Voice 1: 'To let the cat out of the bag' is a popular idiom that means to reveal a secret that you promised to keep to yourself.

Voice 2: 'Don't let the cat out of the bag' means 'Don't tell anyone. It's a secret'. Listen to this conversation between a sister and a brother. Tom has let the cat out of the bag, and Annie is not pleased.

Annie: Why have you told Aunt Gloria? I asked you to keep it a secret. You've spoiled everything. You’re the only one in the family to let the cat out of the bag – why did you open your big mouth?

Tom: I'm so sorry. It was an accident. I didn't mean to. I'm really sorry.

Annie: Well, apologies are no good, you've already done the damage. Everyone is annoyed with you. I wish I'd never told you! I should have kept you in the dark. I will never tell you a secret again. Never.

Tom: It just slipped out when I was talking to Aunt Gloria. I didn't think. I didn't tell her directly, but she just put two and two together and realised what was going on. What can I do to make things right?

Annie: Don't be stupid! There is nothing you can do. The cat's out of the bag now. Just keep your big mouth shut if anyone tells you a secret again. Think before you speak in the future.

Tom: I really am so very sorry.

Annie: I know. So you keep saying. I've nothing more to say on the matter. Just think about what you've done and realise how you've spoiled things. I hope you've learned a lesson from all this.

Voice 1: Now, let's look at another popular idiom. The top bit of the nail is called the head. When you hammer a nail into something, you try to hit the nail on the head. When you do, you knock the nail straight into the wood.

Voice 2: The idiom “to hit the nail on the head” means to understand exactly what is causing a problem. Listen to the following examples.

Voice 3: I think that went very well. Bob is always quiet in meetings, and never says much when other people are around. But when he does speak, he usually hits the nail on the head. What he said this morning was spot on.

Voice 4: You hit the nail on the head last night when you told Donna why she’d never get a good job. She doesn’t care about her appearance or dress smartly when she goes to interviews. It makes her look so unprofessional.
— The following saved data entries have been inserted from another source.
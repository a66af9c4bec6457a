//! OAuth 1.0a: request signing and the three-legged credential dance.

pub mod flow;
pub mod signature;

pub use flow::*;
pub use signature::*;
// self
use crate::{
	_prelude::*,
	obs::{FlowKind, FlowOutcome},
};

/// Future returned by [`FlowSpan::instrument`].
#[cfg(feature = "tracing")]
pub type InstrumentedFlow<F> = tracing::instrument::Instrumented<F>;
/// Future returned by [`FlowSpan::instrument`]; the input itself without `tracing`.
#[cfg(not(feature = "tracing"))]
pub type InstrumentedFlow<F> = F;

/// `restclient_auth.flow` span around one entry point (`authorize`, `handle_redirect`,
/// `request_token`).
///
/// Carries `flow` and `stage` from the start; `outcome` is filled in by
/// [`FlowSpan::record_outcome`] once the entry point returns.
#[derive(Clone, Debug)]
pub struct FlowSpan {
	#[cfg(feature = "tracing")]
	span: tracing::Span,
}
impl FlowSpan {
	/// Opens the span for `stage` of a `kind` flow.
	pub fn new(kind: FlowKind, stage: &'static str) -> Self {
		#[cfg(feature = "tracing")]
		{
			let span = tracing::info_span!(
				"restclient_auth.flow",
				flow = kind.as_str(),
				stage,
				outcome = tracing::field::Empty,
			);

			Self { span }
		}
		#[cfg(not(feature = "tracing"))]
		{
			let _ = (kind, stage);

			Self {}
		}
	}

	/// Runs `fut` inside the span. No guard is held across `.await` points.
	pub fn instrument<Fut>(&self, fut: Fut) -> InstrumentedFlow<Fut>
	where
		Fut: Future,
	{
		#[cfg(feature = "tracing")]
		{
			use tracing::Instrument;

			fut.instrument(self.span.clone())
		}
		#[cfg(not(feature = "tracing"))]
		{
			fut
		}
	}

	/// Stores the final outcome on the span.
	pub fn record_outcome(&self, outcome: FlowOutcome) {
		#[cfg(feature = "tracing")]
		self.span.record("outcome", outcome.as_str());

		#[cfg(not(feature = "tracing"))]
		let _ = outcome;
	}
}

#[cfg(test)]
mod tests {
	// self
	use super::*;

	#[tokio::test]
	async fn instrumented_redirects_keep_their_output() {
		let span = FlowSpan::new(FlowKind::Implicit, "handle_redirect");
		let value = span.instrument(async { "token" }).await;

		span.record_outcome(FlowOutcome::Success);

		assert_eq!(value, "token");
	}
}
Voice 5: Dad hit the nail on the head when he told Johnny why he needed to buy a new laptop – the one he has now is too old and keeps crashing.

Voice 6: When Sally told Mr Lee that the company is losing money because there are too many bosses and not enough people working in production, she really hit the nail on the head.

Voice 7: I think Mick hit the nail on the head when he said our new manager needs to get out on the shop floor more often and actually deal with customers.